■ **Directions for this task**:
Set down exactly the entries below, beginning at their first line and ending at the line with "caller in the".

Dataset excerpts:
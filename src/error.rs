use axum::http::StatusCode;
use axum::response::{IntoResponse, Response};
use serde::Serialize;
use serde_json::json;
use ts_rs::TS;
use utoipa::ToSchema;

/// FieldError
///
/// A single field-level validation failure, surfaced to the caller in the
/// `details` array of a validation error response.
#[derive(Debug, Clone, Serialize, TS, ToSchema)]
#[ts(export)]
pub struct FieldError {
    /// The offending payload field, in its wire (camelCase) spelling.
    pub field: String,
    pub message: String,
}

impl FieldError {
    pub fn new(field: impl Into<String>, message: impl Into<String>) -> Self {
        Self {
            field: field.into(),
            message: message.into(),
        }
    }
}

/// AppError
///
/// The application-wide error taxonomy. Every fallible operation in the
/// repository, auth, and upload layers resolves to one of these variants,
/// and `IntoResponse` turns them into the uniform
/// `{success: false, error, details?}` JSON envelope.
#[derive(Debug, thiserror::Error)]
pub enum AppError {
    /// Malformed or missing input. Carries field-level detail for the caller.
    #[error("{message}")]
    Validation {
        message: String,
        details: Vec<FieldError>,
    },

    /// Missing session or insufficient role. Deliberately carries no detail:
    /// the response body is a generic denial.
    #[error("Unauthorized")]
    Unauthorized,

    /// The addressed record does not exist. The payload is the entity name
    /// shown in the response ("Category", "Resource", ...).
    #[error("{0} not found")]
    NotFound(&'static str),

    /// A state-dependent refusal: self-parenting, delete-with-dependents,
    /// duplicate registration. Maps to 400, matching the API contract.
    #[error("{0}")]
    Conflict(String),

    /// Unexpected persistence or filesystem failure. The cause is logged;
    /// the response body never includes it.
    #[error("storage failure: {0}")]
    Storage(String),
}

impl AppError {
    /// A validation error with a message and no field detail.
    pub fn validation(message: impl Into<String>) -> Self {
        Self::Validation {
            message: message.into(),
            details: Vec::new(),
        }
    }

    /// A validation error carrying per-field detail.
    pub fn invalid_fields(message: impl Into<String>, details: Vec<FieldError>) -> Self {
        Self::Validation {
            message: message.into(),
            details,
        }
    }
}

/// Database errors are storage failures by default. Call sites that care
/// about a specific failure (e.g. a slug unique-constraint conflict) must
/// inspect the `sqlx::Error` before letting `?` convert it.
impl From<sqlx::Error> for AppError {
    fn from(err: sqlx::Error) -> Self {
        Self::Storage(err.to_string())
    }
}

/// Convenience alias for handler and repository return values.
pub type AppResult<T> = Result<T, AppError>;

/// Returns true when `err` is a PostgreSQL unique-constraint violation
/// (code 23505) on the named constraint.
pub fn is_unique_violation(err: &sqlx::Error, constraint: &str) -> bool {
    match err {
        sqlx::Error::Database(db_err) => {
            db_err.code().as_deref() == Some("23505") && db_err.constraint() == Some(constraint)
        }
        _ => false,
    }
}

impl IntoResponse for AppError {
    fn into_response(self) -> Response {
        let (status, body) = match self {
            AppError::Validation { message, details } => {
                let body = if details.is_empty() {
                    json!({ "success": false, "error": message })
                } else {
                    json!({ "success": false, "error": message, "details": details })
                };
                (StatusCode::BAD_REQUEST, body)
            }
            AppError::Unauthorized => (
                StatusCode::UNAUTHORIZED,
                json!({ "success": false, "error": "Unauthorized" }),
            ),
            AppError::NotFound(entity) => (
                StatusCode::NOT_FOUND,
                json!({ "success": false, "error": format!("{entity} not found") }),
            ),
            AppError::Conflict(message) => (
                StatusCode::BAD_REQUEST,
                json!({ "success": false, "error": message }),
            ),
            AppError::Storage(cause) => {
                // Log the real cause for operators; the client gets a
                // generic failure message.
                tracing::error!(error = %cause, "storage failure");
                (
                    StatusCode::INTERNAL_SERVER_ERROR,
                    json!({ "success": false, "error": "An internal error occurred" }),
                )
            }
        };

        (status, axum::Json(body)).into_response()
    }
}
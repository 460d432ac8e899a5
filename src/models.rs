use chrono::{DateTime, Utc};
use serde::{Deserialize, Deserializer, Serialize};
use sqlx::FromRow;
use ts_rs::TS;
use utoipa::{IntoParams, ToSchema};
use uuid::Uuid;

use crate::error::{AppError, AppResult, FieldError};

// --- Role & Vocabulary Constants ---

/// The default role granted at registration.
pub const ROLE_USER: &str = "USER";
/// The elevated role required for every mutating operation.
pub const ROLE_ADMIN: &str = "ADMIN";

/// Accepted resource type discriminants, in wire spelling.
pub const RESOURCE_TYPES: [&str; 5] = ["pdf", "video", "image", "link", "redirect"];
/// Accepted storefront association tags.
pub const STORE_ASSOCIATIONS: [&str; 3] = ["printings", "numlit", "global"];

// --- Core Application Schemas (Mapped to Database) ---

/// User
///
/// Canonical identity record from the `users` table. The password hash is
/// carried for authentication only and never serialized into responses.
#[derive(Debug, Clone, Serialize, Deserialize, TS, ToSchema, FromRow, Default)]
#[serde(rename_all = "camelCase")]
#[ts(export)]
pub struct User {
    pub id: Uuid,
    pub email: String,
    pub name: Option<String>,
    #[serde(skip)]
    #[ts(skip)]
    pub password_hash: Option<String>,
    // The RBAC field: 'USER' or 'ADMIN'.
    pub role: String,
}

/// Category
///
/// A node of the category hierarchy, including the dependent counts every
/// listing carries (`resource_count` drives the delete guard and the admin
/// tree UI badges).
#[derive(Debug, Clone, Serialize, Deserialize, TS, ToSchema, FromRow, Default)]
#[serde(rename_all = "camelCase")]
#[ts(export)]
pub struct Category {
    pub id: i64,
    pub name: String,
    pub description: Option<String>,
    /// URL-safe unique identifier derived from the name.
    pub slug: String,
    /// Self-reference into `categories`. None for top-level categories.
    pub parent_id: Option<i64>,
    /// Number of resources linked to this category.
    pub resource_count: i64,
    /// Number of direct subcategories.
    pub children_count: i64,
    #[ts(type = "string")]
    pub created_at: DateTime<Utc>,
    #[ts(type = "string")]
    pub updated_at: DateTime<Utc>,
}

/// CategorySummary
///
/// The reduced category projection embedded in resource responses.
#[derive(Debug, Clone, PartialEq, Serialize, Deserialize, TS, ToSchema, FromRow, Default)]
#[serde(rename_all = "camelCase")]
#[ts(export)]
pub struct CategorySummary {
    pub id: i64,
    pub name: String,
    pub slug: String,
}

/// Resource
///
/// An educational material from the `resources` table, enriched with its
/// category associations (loaded separately, not part of the row itself).
#[derive(Debug, Clone, Serialize, Deserialize, TS, ToSchema, FromRow, Default)]
#[serde(rename_all = "camelCase")]
#[ts(export)]
pub struct Resource {
    pub id: Uuid,
    /// Display title, mirrored from the Romanian title at write time.
    pub title: String,
    /// Display description, mirrored from the Romanian description.
    pub description: Option<String>,
    pub title_ro: String,
    pub title_en: Option<String>,
    pub description_ro: Option<String>,
    pub description_en: Option<String>,

    /// Maps the SQL column "type" to `resource_type`: `type` is a reserved
    /// keyword in Rust, but the wire format keeps the original key.
    #[serde(rename = "type")]
    #[sqlx(rename = "type")]
    pub resource_type: String,

    // Source fields: which one is set depends on resource_type.
    pub file_url: Option<String>,
    pub external_link: Option<String>,
    pub thumbnail_url: Option<String>,

    /// Storefront tag: 'printings', 'numlit', or 'global'.
    pub store_association: Option<String>,

    /// Linked categories. Populated by the repository after the row fetch.
    #[sqlx(skip)]
    pub categories: Vec<CategorySummary>,

    #[ts(type = "string")]
    pub created_at: DateTime<Utc>,
    #[ts(type = "string")]
    pub updated_at: DateTime<Utc>,
}

// --- Request Payloads (Input Schemas) ---

/// ResourceSource
///
/// Tagged union over the resource type. Each variant carries exactly the
/// source field its type requires, so a pdf without a file or a link
/// without a URL cannot be expressed at all; the discriminant arrives on
/// the wire as the `type` key.
#[derive(Debug, Clone, PartialEq, Serialize, Deserialize, TS, ToSchema)]
#[serde(tag = "type", rename_all = "lowercase")]
#[ts(export)]
pub enum ResourceSource {
    Pdf {
        #[serde(rename = "fileUrl")]
        file_url: String,
    },
    Video {
        #[serde(rename = "fileUrl")]
        file_url: String,
    },
    Image {
        #[serde(rename = "fileUrl")]
        file_url: String,
    },
    Link {
        #[serde(rename = "externalLink")]
        external_link: String,
    },
    Redirect {
        #[serde(rename = "externalLink")]
        external_link: String,
    },
}

impl ResourceSource {
    /// The wire discriminant, matching the `type` column.
    pub fn type_str(&self) -> &'static str {
        match self {
            Self::Pdf { .. } => "pdf",
            Self::Video { .. } => "video",
            Self::Image { .. } => "image",
            Self::Link { .. } => "link",
            Self::Redirect { .. } => "redirect",
        }
    }

    pub fn file_url(&self) -> Option<&str> {
        match self {
            Self::Pdf { file_url } | Self::Video { file_url } | Self::Image { file_url } => {
                Some(file_url)
            }
            _ => None,
        }
    }

    pub fn external_link(&self) -> Option<&str> {
        match self {
            Self::Link { external_link } | Self::Redirect { external_link } => Some(external_link),
            _ => None,
        }
    }
}

/// CreateCategoryRequest
///
/// Input payload for POST /categories. The slug is derived server-side.
#[derive(Debug, Clone, Serialize, Deserialize, TS, ToSchema, Default)]
#[serde(rename_all = "camelCase")]
#[ts(export)]
pub struct CreateCategoryRequest {
    pub name: String,
    pub description: Option<String>,
    pub parent_id: Option<i64>,
}

impl CreateCategoryRequest {
    pub fn validate(&self) -> AppResult<()> {
        if self.name.trim().is_empty() {
            return Err(AppError::invalid_fields(
                "Invalid data",
                vec![FieldError::new("name", "Name is required")],
            ));
        }
        Ok(())
    }
}

/// UpdateCategoryRequest
///
/// Partial update payload for PATCH /categories/{id}. `description` and
/// `parentId` distinguish "absent" (leave unchanged) from "null" (clear):
/// the outer Option is presence, the inner Option is the new value.
#[derive(Debug, Clone, Serialize, Deserialize, TS, ToSchema, Default)]
#[serde(rename_all = "camelCase")]
#[ts(export)]
pub struct UpdateCategoryRequest {
    #[serde(skip_serializing_if = "Option::is_none")]
    pub name: Option<String>,

    #[serde(
        default,
        skip_serializing_if = "Option::is_none",
        deserialize_with = "deserialize_some"
    )]
    pub description: Option<Option<String>>,

    #[serde(
        default,
        skip_serializing_if = "Option::is_none",
        deserialize_with = "deserialize_some"
    )]
    pub parent_id: Option<Option<i64>>,
}

impl UpdateCategoryRequest {
    pub fn validate(&self) -> AppResult<()> {
        if let Some(name) = &self.name {
            if name.trim().is_empty() {
                return Err(AppError::invalid_fields(
                    "Invalid data",
                    vec![FieldError::new("name", "Name is required")],
                ));
            }
        }
        Ok(())
    }
}

/// Distinguishes an explicit `null` from an absent field: combined with
/// `#[serde(default)]`, a present field always deserializes to `Some(..)`.
fn deserialize_some<'de, D, T>(deserializer: D) -> Result<Option<T>, D::Error>
where
    D: Deserializer<'de>,
    T: Deserialize<'de>,
{
    T::deserialize(deserializer).map(Some)
}

/// CreateResourceRequest
///
/// Input payload for POST /resources and PATCH /resources/{id} (updates
/// are validated against the full create shape, as in the admin UI). The
/// `type` discriminant and its source field arrive through the flattened
/// [`ResourceSource`] union.
#[derive(Debug, Clone, Serialize, Deserialize, TS, ToSchema)]
#[serde(rename_all = "camelCase")]
#[ts(export)]
pub struct CreateResourceRequest {
    pub title_ro: String,
    pub title_en: Option<String>,
    pub description_ro: Option<String>,
    pub description_en: Option<String>,

    #[serde(flatten)]
    pub source: ResourceSource,

    pub thumbnail_url: Option<String>,
    pub store_association: Option<String>,

    /// Ids of the categories this resource belongs to. Must be non-empty.
    pub category_ids: Vec<i64>,
}

impl CreateResourceRequest {
    pub fn validate(&self) -> AppResult<()> {
        let mut details = Vec::new();

        if self.title_ro.trim().is_empty() {
            details.push(FieldError::new("titleRo", "Romanian title is required"));
        }

        if self.category_ids.is_empty() {
            details.push(FieldError::new(
                "categoryIds",
                "Select at least one category",
            ));
        }

        if let Some(file_url) = self.source.file_url() {
            if file_url.trim().is_empty() {
                details.push(FieldError::new(
                    "fileUrl",
                    "A file is required for this resource type",
                ));
            }
        }

        if let Some(link) = self.source.external_link() {
            if !(link.starts_with("http://") || link.starts_with("https://")) {
                details.push(FieldError::new("externalLink", "Invalid external link"));
            }
        }

        if let Some(store) = &self.store_association {
            if !STORE_ASSOCIATIONS.contains(&store.as_str()) {
                details.push(FieldError::new(
                    "storeAssociation",
                    "Invalid store association",
                ));
            }
        }

        if details.is_empty() {
            Ok(())
        } else {
            Err(AppError::invalid_fields("Invalid data", details))
        }
    }
}

/// RegisterRequest
///
/// Input payload for POST /auth/register. The password is hashed before it
/// ever reaches the store; the role is derived from the admin allow-list.
#[derive(Debug, Clone, Serialize, Deserialize, TS, ToSchema)]
#[serde(rename_all = "camelCase")]
#[ts(export)]
pub struct RegisterRequest {
    pub email: String,
    pub password: String,
    pub name: Option<String>,
}

impl RegisterRequest {
    pub fn validate(&self) -> AppResult<()> {
        let mut details = Vec::new();

        let email = self.email.trim();
        if email.is_empty() || !email.contains('@') {
            details.push(FieldError::new("email", "Invalid email address"));
        }

        if self.password.len() < 8 {
            details.push(FieldError::new(
                "password",
                "Password must be at least 8 characters",
            ));
        }

        if details.is_empty() {
            Ok(())
        } else {
            Err(AppError::invalid_fields("Invalid data", details))
        }
    }
}

// --- Query Parameters ---

/// ResourceFilter
///
/// Accepted query parameters for GET /resources. Unknown `type` and
/// `storeAssociation` values are ignored rather than rejected.
#[derive(Debug, Clone, Default, Serialize, Deserialize, IntoParams)]
#[serde(rename_all = "camelCase")]
pub struct ResourceFilter {
    /// Restrict to resources linked to this category.
    pub category_id: Option<i64>,
    /// Restrict to a single resource type.
    #[serde(rename = "type")]
    pub resource_type: Option<String>,
    /// Case-insensitive search over titles and descriptions.
    pub search: Option<String>,
    /// Restrict to a storefront association.
    pub store_association: Option<String>,
    pub page: Option<i64>,
    pub limit: Option<i64>,
}

impl ResourceFilter {
    /// The effective 1-based page, defaulting to 1.
    pub fn page(&self) -> i64 {
        self.page.unwrap_or(1).max(1)
    }

    /// The effective page size, defaulting to 20.
    pub fn limit(&self) -> i64 {
        self.limit.unwrap_or(20).max(1)
    }
}

// --- Response Envelopes ---

/// ApiResponse
///
/// The uniform success envelope: `{success: true, data, message?}`.
#[derive(Debug, Clone, Serialize, Deserialize)]
pub struct ApiResponse<T> {
    pub success: bool,
    pub data: T,
    #[serde(default, skip_serializing_if = "Option::is_none")]
    pub message: Option<String>,
}

impl<T> ApiResponse<T> {
    pub fn new(data: T) -> Self {
        Self {
            success: true,
            data,
            message: None,
        }
    }

    pub fn with_message(data: T, message: impl Into<String>) -> Self {
        Self {
            success: true,
            data,
            message: Some(message.into()),
        }
    }
}

/// Pagination
///
/// Paging metadata attached to list responses.
#[derive(Debug, Clone, Serialize, Deserialize, TS, ToSchema, Default)]
#[serde(rename_all = "camelCase")]
#[ts(export)]
pub struct Pagination {
    pub page: i64,
    pub limit: i64,
    pub total: i64,
    pub total_pages: i64,
}

impl Pagination {
    pub fn new(page: i64, limit: i64, total: i64) -> Self {
        Self {
            page,
            limit,
            total,
            // Ceiling division; zero rows means zero pages.
            total_pages: (total + limit - 1) / limit.max(1),
        }
    }
}

/// PaginatedResponse
///
/// The list envelope: `{success, data, pagination}`.
#[derive(Debug, Clone, Serialize, Deserialize)]
pub struct PaginatedResponse<T> {
    pub success: bool,
    pub data: Vec<T>,
    pub pagination: Pagination,
}

impl<T> PaginatedResponse<T> {
    pub fn new(data: Vec<T>, pagination: Pagination) -> Self {
        Self {
            success: true,
            data,
            pagination,
        }
    }
}

/// MessageResponse
///
/// Envelope for operations that return no data (deletes).
#[derive(Debug, Clone, Serialize, Deserialize, TS, ToSchema)]
#[serde(rename_all = "camelCase")]
#[ts(export)]
pub struct MessageResponse {
    pub success: bool,
    pub message: String,
}

impl MessageResponse {
    pub fn new(message: impl Into<String>) -> Self {
        Self {
            success: true,
            message: message.into(),
        }
    }
}

/// UploadResponse
///
/// Result of a successful file upload: the public-relative URL plus the
/// original name and size echoed back for the client form.
#[derive(Debug, Clone, Serialize, Deserialize, TS, ToSchema)]
#[serde(rename_all = "camelCase")]
#[ts(export)]
pub struct UploadResponse {
    pub success: bool,
    pub file_url: String,
    pub file_name: String,
    pub file_size: u64,
}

■ **Result for this task**:
filename src/error.rs
use axum::http::StatusCode;
use axum::response::{IntoResponse, Response};
use serde::Serialize;
use serde_json::json;
use ts_rs::TS;
use utoipa::ToSchema;

/// FieldError
///
/// A single field-level validation failure, surfaced to the caller in the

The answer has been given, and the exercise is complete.